The Quiet Majority of Stars

• Episode 98 on YouTube
• Sky map for week starting February 15, 2026
• “Mini Galaxy” Python simulation script | Run the code in-browser

Howdy stargazers and welcome to this episode of Star Trails. My name is Drew and I’ll be your guide to the night sky for the week of February 15th to the 21st.

This week we’re continuing this month’s star theme, but we’re taking a bit of a nerdy detour. We’re going to run some code that simulates a small galaxy containing a half million stars, then we’ll roll the clock forward to see what’s left after 10 billion years. The results are intriguing, and shed a little light on what our universe might look like billions or even trillions of years from now.

We’ll also set our sights on some of the infamous stars in our galaxy, from the closest ones, to the most deadly. Later in the show we’ll take a look at this week’s sky, and visit the next two chapters of Nightwatch in our book club segment.

This is a longer episode, so grab a comfortable spot under the night sky, and let’s get started!

We’re in the midst of our month of star-themed episodes, so I want to do a thought experiment, one that lets us zoom out far beyond any single star. Instead of talking about individual objects, I wanted to ask a broader question: If stars form and evolve the way we think they do, which ones actually survive long enough to still be shining today or even trillions of years from now? And what can we learn from the stars that have already died.

To explore that, I wrote a small Monte Carlo simulation in Python.

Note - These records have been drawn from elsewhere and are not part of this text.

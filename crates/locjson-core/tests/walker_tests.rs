/// Tests for the shared traversal drivers, using small custom visitors.
use std::cell::RefCell;

use locjson_core::{walk, walk_pair, JsonKind, PairVisitor, PairWalker, Scalar, Visitor};
use serde_json::{json, Map, Value};

/// Records scalars in the order the walker hands them out.
struct Trace;

impl Visitor for Trace {
    type Output = String;

    fn on_scalar(&self, scalar: Scalar<'_>) -> String {
        scalar.to_text()
    }

    fn on_array(&self, elements: Vec<String>) -> String {
        format!("[{}]", elements.join(","))
    }

    fn on_object(&self, entries: Vec<(&str, String)>) -> String {
        let parts: Vec<String> = entries.iter().map(|(k, v)| format!("{k}={v}")).collect();
        format!("{{{}}}", parts.join(","))
    }
}

/// Maximum nesting depth; scalars are depth 0.
struct Depth;

impl Visitor for Depth {
    type Output = usize;

    fn on_scalar(&self, _scalar: Scalar<'_>) -> usize {
        0
    }

    fn on_array(&self, elements: Vec<usize>) -> usize {
        1 + elements.into_iter().max().unwrap_or(0)
    }

    fn on_object(&self, entries: Vec<(&str, usize)>) -> usize {
        1 + entries.into_iter().map(|(_, d)| d).max().unwrap_or(0)
    }
}

// ============================================================================
// 1. Single-tree fold
// ============================================================================

#[test]
fn arrays_are_visited_by_ascending_index() {
    assert_eq!(walk(&Trace, &json!([3, 1, 2])), "[3,1,2]");
}

#[test]
fn objects_are_visited_in_insertion_order() {
    let doc: Value = serde_json::from_str(r#"{"zeta":1,"alpha":2,"mid":3}"#).unwrap();
    assert_eq!(walk(&Trace, &doc), "{zeta=1,alpha=2,mid=3}");
}

#[test]
fn nested_structures_fold_bottom_up() {
    let doc = json!({"a": [1, {"b": null}], "c": "x"});
    assert_eq!(walk(&Trace, &doc), "{a=[1,{b=null}],c=x}");
    assert_eq!(walk(&Depth, &doc), 3);
}

#[test]
fn empty_compounds_get_empty_children() {
    assert_eq!(walk(&Trace, &json!([])), "[]");
    assert_eq!(walk(&Trace, &json!({})), "{}");
    assert_eq!(walk(&Depth, &json!([[[]]])), 3);
}

#[test]
fn scalar_root_is_a_single_visit() {
    assert_eq!(walk(&Trace, &json!("only")), "only");
    assert_eq!(walk(&Depth, &json!(5)), 0);
}

// ============================================================================
// 2. Two-tree walk
// ============================================================================

/// Logs every pair the walker classifies, and descends into all children
/// present on both sides.
#[derive(Default)]
struct PairLog {
    events: RefCell<Vec<String>>,
}

impl PairVisitor for PairLog {
    type Output = ();

    fn on_mismatch(&self, left: JsonKind, right: JsonKind) {
        self.events.borrow_mut().push(format!("mismatch {left}/{right}"));
    }

    fn on_scalars(&self, kind: JsonKind) {
        self.events.borrow_mut().push(format!("scalars {kind}"));
    }

    fn on_arrays(&self, walker: &PairWalker<'_, Self>, left: &[Value], right: &[Value]) {
        self.events
            .borrow_mut()
            .push(format!("arrays {}/{}", left.len(), right.len()));
        for (l, r) in left.iter().zip(right) {
            walker.walk(l, r);
        }
    }

    fn on_objects(
        &self,
        walker: &PairWalker<'_, Self>,
        left: &Map<String, Value>,
        right: &Map<String, Value>,
    ) {
        self.events
            .borrow_mut()
            .push(format!("objects {}/{}", left.len(), right.len()));
        for (key, l) in left {
            if let Some(r) = right.get(key) {
                walker.walk(l, r);
            }
        }
    }
}

fn pair_events(a: &Value, b: &Value) -> Vec<String> {
    let log = PairLog::default();
    walk_pair(&log, a, b);
    log.events.into_inner()
}

#[test]
fn same_kind_scalars_are_paired() {
    assert_eq!(pair_events(&json!("a"), &json!("b")), vec!["scalars string"]);
    assert_eq!(pair_events(&json!(null), &json!(null)), vec!["scalars null"]);
}

#[test]
fn different_kinds_are_a_mismatch() {
    assert_eq!(
        pair_events(&json!("x"), &json!(1)),
        vec!["mismatch string/number"]
    );
    assert_eq!(
        pair_events(&json!([]), &json!({})),
        vec!["mismatch array/object"]
    );
    assert_eq!(
        pair_events(&json!(null), &json!({})),
        vec!["mismatch null/object"]
    );
}

#[test]
fn compound_handlers_control_descent() {
    let a = json!({"k": [1, "x"]});
    let b = json!({"k": [2, true, 3]});
    assert_eq!(
        pair_events(&a, &b),
        vec![
            "objects 1/1",
            "arrays 2/3",
            "scalars number",
            "mismatch string/boolean",
        ]
    );
}

#[test]
fn pair_walker_can_be_reused_directly() {
    let log = PairLog::default();
    let walker = PairWalker::new(&log);
    walker.walk(&json!(1), &json!(2));
    walker.walk(&json!(true), &json!("t"));
    assert_eq!(
        log.events.into_inner(),
        vec!["scalars number", "mismatch boolean/string"]
    );
}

Nothing exotic, just a deliberately simplified galaxy that follows a few well-established astrophysical rules, and then lets randomness do the rest.

Here’s how the experiment works.

First, we let stars form continuously over a span of ten billion years. That number wasn’t chosen at random. It’s roughly the age of the Milky Way’s disk, and it’s also about how long a Sun-like star spends on the main sequence. In other words, it’s a reasonable stand-in for the lifetime of a mature spiral galaxy up to the present day.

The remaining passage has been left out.